Denver elected to trade for quarterback Teddy Bridgewater, essentially ensuring they would not be taking a quarterback with the ninth overall pick. Instead, they went with cornerback Patrick Surtain II, which wasn’t a big surprise as the team needed an additional corner opposite newly acquired free agent Kyle Fuller. What was a surprise, however, was the Broncos’ second-round pick and their decision to not only draft but trade up for North Carolina running back Javonte Williams. 

When discussing the Broncos’ team needs prior to the draft, running back was pretty far down the list. The team had Melvin Gordon returning after they signed him to a two-year deal last offseason, and they also went out and signed Mike Boone from the Minnesota Vikings, whom new general manager George Paton has familiarity with. So, with Gordon, Boone, and even Royce Freeman all in the fold for the Broncos, why would the team trade up for a running back with their second-round pick? Well, the answer is pretty simple; they absolutely loved him. 
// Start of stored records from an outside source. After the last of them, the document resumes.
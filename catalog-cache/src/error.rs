//! Cache error taxonomy.
//!
//! Transport failures and serialization failures are both recoverable from
//! the coordinator's point of view: the read path falls back to the record
//! store, the write path logs and continues.

use thiserror::Error;

/// Errors produced by cache backends.
#[derive(Debug, Error)]
pub enum CacheError {
    /// Transport error talking to the cache (connection refused, timeout,
    /// pool exhausted). A simple miss is NOT this - misses are `Ok(None)`.
    #[error("cache unavailable: {0}")]
    Unavailable(String),

    /// A pattern invalidation deleted some keys and then failed. The count
    /// of keys deleted before the failure is preserved so callers can report
    /// partial progress.
    #[error("cache invalidation interrupted after {deleted} deletions: {reason}")]
    PartialInvalidation { deleted: u64, reason: String },

    /// Cached payload could not be serialized or deserialized.
    #[error("cache serialization failed: {0}")]
    Serialization(#[from] serde_json::Error),
}

impl CacheError {
    /// Build an `Unavailable` error from any displayable transport error.
    pub fn unavailable(err: impl std::fmt::Display) -> Self {
        Self::Unavailable(err.to_string())
    }

    /// Number of keys deleted before a partial invalidation failure, if any.
    pub fn deleted_so_far(&self) -> u64 {
        match self {
            Self::PartialInvalidation { deleted, .. } => *deleted,
            _ => 0,
        }
    }
}

/// Result type alias for cache operations.
pub type CacheResult<T> = Result<T, CacheError>;

#[cfg(test)]
mod tests {
    use super::*;

    #[test]
    fn test_unavailable_from_display() {
        let err = CacheError::unavailable("connection refused");
        assert!(matches!(err, CacheError::Unavailable(_)));
        assert!(err.to_string().contains("connection refused"));
    }

    #[test]
    fn test_partial_invalidation_preserves_count() {
        let err = CacheError::PartialInvalidation {
            deleted: 3,
            reason: "timeout".to_string(),
        };
        assert_eq!(err.deleted_so_far(), 3);
        assert!(err.to_string().contains("3 deletions"));

        assert_eq!(CacheError::unavailable("x").deleted_so_far(), 0);
    }
}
Williams was widely considered to be in the top tier of running backs in this year’s draft and was right up there with Travis Etienne and Najee Harris as far as being the best back in this class. He has a unique blend of size, power, and explosiveness and was a big-play machine for the Tar Heels last season. As a junior, Williams forced 75 missed tackles, leading the country in that regard, which is mind-boggling when you consider that he split carries with the newly drafted New York Jet Michael Carter.

With running back needy teams such as the Miami Dolphins ahead of them in the second round, the Broncos were aggressive in securing Williams by executing a trade with the Atlanta Falcons to move up five spots and guarantee his service. When asked about why they traded up for Williams, Paton simply said, “he was one of our favorite players in the draft.”

There is little doubt that the team has high hopes and big plans for Williams, but with such a crowded backfield it's fair to question if that will come this season or in future seasons. From a pure talent perspective, Williams should easily be able to beat out Boone and Freeman to be the team’s second back behind Gordon, but as we all know coaches will often favor veterans in competitions. If Williams is able to earn the No. 2 job, there is certainly a path for significant year-one production.

The team allowed Lindsay to leave in free agency this offseason and that opens up the door for some extra touches for Williams. Prior to being placed on injured reserve due to nagging lower-body injuries, Lindsay rushed for 502 yards on 118 carries and one touchdown. Gordon ran for 986 rushing yards on 215 carries and nine touchdowns. Based on these carry splits, I can easily see a scenario where Williams earns around 150 or so carries as he is a superior talent compared to Lindsay and Lindsay would've had more if he hadn’t missed five games throughout the season.

The interesting thing regarding the Broncos’ backfield when trying to forecast Williams' year-one impact is understanding the skill sets of Gordon, Williams, and Boone. Both Gordon and Williams have excellent size, burst, and straight-line speed and are best suited running inside and outside zone on early downs. While both Gordon and Williams are more than serviceable on third downs and in passing situations, I wouldn’t call receiving out of the backfield a strength for either player. Boone on the other hand has shown flashes of being a natural receiving back, and given his size and speed it’s easy to project him as the team’s third-down back. With Gordon and Williams having redundant skill sets, I expect to see close to a 60-40 split on early-down work while the two concede snaps to Boone on third down. 

Running back may not have been a primary need in the short term for the Broncos, but smart general managers always look at team building two to three years out. Gordon is set to be a free agent after this season and the drafting of Williams all but guarantees he will not return after this year. Williams will be given the opportunity to be the next great Broncos back and I believe the talent is there for Williams to make an immediate impact in his rookie season.